YOUR INSTRUCTIONS = An exact, complete copy of the entries that follow is needed.

SUPPLIED ENTRIES =
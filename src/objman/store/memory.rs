use super::{check_key, MetadataStore, ObjectCatalog, RecordList};
use crate::error::{ObjmanError, Result};
use crate::layout::LayoutSnapshot;
use crate::model::TenantId;
use std::collections::HashMap;

type Key = (TenantId, String);

/// In-memory storage for testing and development.
/// Does NOT persist data.
#[derive(Default)]
pub struct InMemoryStore {
    layouts: HashMap<Key, LayoutSnapshot>,
    catalogs: HashMap<Key, ObjectCatalog>,
    lists: HashMap<Key, RecordList>,
}

impl InMemoryStore {
    pub fn new() -> Self {
        Self::default()
    }

    pub fn insert_catalog(&mut self, tenant: &TenantId, object: &str, catalog: ObjectCatalog) {
        self.catalogs
            .insert((tenant.clone(), object.to_string()), catalog);
    }
}

impl MetadataStore for InMemoryStore {
    fn load_layout(&self, tenant: &TenantId, object: &str) -> Result<LayoutSnapshot> {
        self.layouts
            .get(&(tenant.clone(), object.to_string()))
            .cloned()
            .ok_or_else(|| ObjmanError::LayoutNotFound {
                tenant: tenant.to_string(),
                object: object.to_string(),
            })
    }

    fn save_layout(&mut self, tenant: &TenantId, object: &str, snapshot: &LayoutSnapshot) -> Result<()> {
        check_key("object", object)?;
        self.layouts
            .insert((tenant.clone(), object.to_string()), snapshot.clone());
        Ok(())
    }

    fn load_catalog(&self, tenant: &TenantId, object: &str) -> Result<ObjectCatalog> {
        self.catalogs
            .get(&(tenant.clone(), object.to_string()))
            .cloned()
            .ok_or_else(|| ObjmanError::CatalogNotFound {
                tenant: tenant.to_string(),
                object: object.to_string(),
            })
    }

    fn load_record_list(&self, tenant: &TenantId, list: &str) -> Result<RecordList> {
        self.lists
            .get(&(tenant.clone(), list.to_string()))
            .cloned()
            .ok_or_else(|| ObjmanError::RecordListNotFound {
                tenant: tenant.to_string(),
                list: list.to_string(),
            })
    }

    fn save_record_list(&mut self, tenant: &TenantId, list: &str, record_list: &RecordList) -> Result<()> {
        check_key("list", list)?;
        self.lists
            .insert((tenant.clone(), list.to_string()), record_list.clone());
        Ok(())
    }
}

// --- Test Fixtures ---

#[cfg(any(test, feature = "test_utils"))]
pub mod fixtures {
    use super::*;
    use crate::filter::{
        FieldType, FilterCondition, FilterExpression, FilterField, FilterGroup, FilterValue,
        Logic, Operator,
    };
    use crate::layout::LayoutModel;
    use crate::model::{BlockDraft, BlockKind, CatalogEntry, SectionType};

    pub const OBJECT: &str = "account";
    pub const LIST: &str = "acme_accounts";

    pub fn tenant() -> TenantId {
        TenantId::parse("acme").unwrap()
    }

    pub fn catalog() -> ObjectCatalog {
        let entry = |id: &str, name: &str, kind| CatalogEntry {
            id: id.to_string(),
            display_name: name.to_string(),
            api_name: id.trim_start_matches("f-").to_string(),
            kind,
            reference: None,
            display_columns: Vec::new(),
        };
        ObjectCatalog {
            items: vec![
                entry("f-name", "Name", BlockKind::Field),
                entry("f-revenue", "Annual Revenue", BlockKind::Field),
                entry("f-active", "Active", BlockKind::Field),
                entry("rl-contacts", "Contacts", BlockKind::RelatedList),
                entry("b-print", "Print", BlockKind::Button),
            ],
            filter_fields: vec![
                FilterField::new("name", FieldType::Text, "Account Name"),
                FilterField::new("annual_revenue__a", FieldType::Number, "Annual Revenue"),
                FilterField::new("is_active", FieldType::Boolean, "Active"),
                FilterField::new("created_at", FieldType::Date, "Created"),
            ],
        }
    }

    /// `details` holds Name, `related_lists` holds Contacts, plus an empty
    /// mixed `extras` section.
    pub fn layout() -> LayoutModel {
        LayoutModel::new()
            .add_block(BlockDraft::field("f-name", "Name"), "details")
            .and_then(|m| {
                m.add_block(
                    BlockDraft::related_list("rl-contacts", "Contacts", vec!["name".into()]),
                    "related_lists",
                )
            })
            .and_then(|m| m.create_section("extras", SectionType::Mixed))
            .unwrap()
    }

    /// Accounts whose name starts with "Acme" and that are active.
    pub fn record_list() -> RecordList {
        let mut name = FilterCondition::new(
            "name",
            FieldType::Text,
            Operator::StartsWith,
            FilterValue::text("Acme"),
        );
        name.id = Some("c1".into());
        let mut active = FilterCondition::new(
            "isActive",
            FieldType::Boolean,
            Operator::Eq,
            FilterValue::Bool(true),
        );
        active.id = Some("c2".into());
        RecordList {
            name: "Acme accounts".into(),
            object_id: OBJECT.into(),
            filter_criteria: FilterExpression::new(vec![
                FilterGroup::new("g1", Logic::And, vec![name]),
                FilterGroup {
                    group_order: 1,
                    ..FilterGroup::new("g2", Logic::And, vec![active])
                },
            ]),
            selected_fields: vec!["name".into()],
        }
    }

    pub struct StoreFixture {
        pub store: InMemoryStore,
    }

    impl Default for StoreFixture {
        fn default() -> Self {
            Self::new()
        }
    }

    impl StoreFixture {
        pub fn new() -> Self {
            Self {
                store: InMemoryStore::new(),
            }
        }

        pub fn with_catalog(mut self) -> Self {
            self.store.insert_catalog(&tenant(), OBJECT, catalog());
            self
        }

        pub fn with_layout(mut self) -> Self {
            self.store
                .save_layout(&tenant(), OBJECT, &layout().to_snapshot())
                .unwrap();
            self
        }

        pub fn with_record_list(mut self) -> Self {
            self.store
                .save_record_list(&tenant(), LIST, &record_list())
                .unwrap();
            self
        }

        /// Catalog, layout and record list for the `acme` tenant.
        pub fn seeded() -> Self {
            Self::new().with_catalog().with_layout().with_record_list()
        }
    }
}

RESULT BELOW =
filename src/objman/store/memory.rs
use super::{check_key, MetadataStore, ObjectCatalog, RecordList};
use crate::error::{ObjmanError, Result};
use crate::layout::LayoutSnapshot;
use crate::model::TenantId;
use std::collections::HashMap;

type Key = (TenantId, String);

/// In-memory storage for testing and development.
/// Does NOT persist data.
#[derive(Default)]
pub struct InMemoryStore {
    layouts: HashMap<Key, LayoutSnapshot>,
    catalogs: HashMap<Key, ObjectCatalog>,
    lists: HashMap<Key, RecordList>,
}

impl InMemoryStore {
    pub fn new() -> Self {
        Self::default()
    }

    pub fn insert_catalog(&mut self, tenant: &TenantId, object: &str, catalog: ObjectCatalog) {
        self.catalogs
            .insert((tenant.clone(), object.to_string()), catalog);
    }
}

impl MetadataStore for InMemoryStore {
    fn load_layout(&self, tenant: &TenantId, object: &str) -> Result<LayoutSnapshot> {
        self.layouts
            .get(&(tenant.clone(), object.to_string()))
            .cloned()
            .ok_or_else(|| ObjmanError::LayoutNotFound {
                tenant: tenant.to_string(),
                object: object.to_string(),
            })
    }

    fn save_layout(&mut self, tenant: &TenantId, object: &str, snapshot: &LayoutSnapshot) -> Result<()> {
        check_key("object", object)?;
        self.layouts
            .insert((tenant.clone(), object.to_string()), snapshot.clone());
        Ok(())
    }

    fn load_catalog(&self, tenant: &TenantId, object: &str) -> Result<ObjectCatalog> {
        self.catalogs
            .get(&(tenant.clone(), object.to_string()))
            .cloned()
            .ok_or_else(|| ObjmanError::CatalogNotFound {
                tenant: tenant.to_string(),
                object: object.to_string(),
            })
    }

    fn load_record_list(&self, tenant: &TenantId, list: &str) -> Result<RecordList> {
        self.lists
            .get(&(tenant.clone(), list.to_string()))
            .cloned()
            .ok_or_else(|| ObjmanError::RecordListNotFound {
                tenant: tenant.to_string(),
                list: list.to_string(),
            })
    }

    fn save_record_list(&mut self, tenant: &TenantId, list: &str, record_list: &RecordList) -> Result<()> {
        check_key("list", list)?;
        self.lists
            .insert((tenant.clone(), list.to_string()), record_list.clone());
        Ok(())
    }
}

// --- Test Fixtures ---

#[cfg(any(test, feature = "test_utils"))]
pub mod fixtures {
    use super::*;
    use crate::filter::{
        FieldType, FilterCondition, FilterExpression, FilterField, FilterGroup, FilterValue,
        Logic, Operator,
    };
    use crate::layout::LayoutModel;
    use crate::model::{BlockDraft, BlockKind, CatalogEntry, SectionType};

    pub const OBJECT: &str = "account";
    pub const LIST: &str = "acme_accounts";

    pub fn tenant() -> TenantId {
        TenantId::parse("acme").unwrap()
    }

    pub fn catalog() -> ObjectCatalog {
        let entry = |id: &str, name: &str, kind| CatalogEntry {
            id: id.to_string(),
            display_name: name.to_string(),
            api_name: id.trim_start_matches("f-").to_string(),
            kind,
            reference: None,
            display_columns: Vec::new(),
        };
        ObjectCatalog {
            items: vec![
                entry("f-name", "Name", BlockKind::Field),
                entry("f-revenue", "Annual Revenue", BlockKind::Field),
                entry("f-active", "Active", BlockKind::Field),
                entry("rl-contacts", "Contacts", BlockKind::RelatedList),
                entry("b-print", "Print", BlockKind::Button),
            ],
            filter_fields: vec![
                FilterField::new("name", FieldType::Text, "Account Name"),
                FilterField::new("annual_revenue__a", FieldType::Number, "Annual Revenue"),
                FilterField::new("is_active", FieldType::Boolean, "Active"),
                FilterField::new("created_at", FieldType::Date, "Created"),
            ],
        }
    }

    /// `details` holds Name, `related_lists` holds Contacts, plus an empty
    /// mixed `extras` section.
    pub fn layout() -> LayoutModel {
        LayoutModel::new()
            .add_block(BlockDraft::field("f-name", "Name"), "details")
            .and_then(|m| {
                m.add_block(
                    BlockDraft::related_list("rl-contacts", "Contacts", vec!["name".into()]),
                    "related_lists",
                )
            })
            .and_then(|m| m.create_section("extras", SectionType::Mixed))
            .unwrap()
    }

    /// Accounts whose name starts with "Acme" and that are active.
    pub fn record_list() -> RecordList {
        let mut name = FilterCondition::new(
            "name",
            FieldType::Text,
            Operator::StartsWith,
            FilterValue::text("Acme"),
        );
        name.id = Some("c1".into());
        let mut active = FilterCondition::new(
            "isActive",
            FieldType::Boolean,
            Operator::Eq,
            FilterValue::Bool(true),
        );
        active.id = Some("c2".into());
        RecordList {
            name: "Acme accounts".into(),
            object_id: OBJECT.into(),
            filter_criteria: FilterExpression::new(vec![
                FilterGroup::new("g1", Logic::And, vec![name]),
                FilterGroup {
                    group_order: 1,
                    ..FilterGroup::new("g2", Logic::And, vec![active])
                },
            ]),
            selected_fields: vec!["name".into()],
        }
    }

    pub struct StoreFixture {
        pub store: InMemoryStore,
    }

    impl Default for StoreFixture {
        fn default() -> Self {
            Self::new()
        }
    }

    impl StoreFixture {
        pub fn new() -> Self {
            Self {
                store: InMemoryStore::new(),
            }
        }

        pub fn with_catalog(mut self) -> Self {
            self.store.insert_catalog(&tenant(), OBJECT, catalog());
            self
        }

        pub fn with_layout(mut self) -> Self {
            self.store
                .save_layout(&tenant(), OBJECT, &layout().to_snapshot())
                .unwrap();
            self
        }

        pub fn with_record_list(mut self) -> Self {
            self.store
                .save_record_list(&tenant(), LIST, &record_list())
                .unwrap();
            self
        }

        /// Catalog, layout and record list for the `acme` tenant.
        pub fn seeded() -> Self {
            Self::new().with_catalog().with_layout().with_record_list()
        }
    }
}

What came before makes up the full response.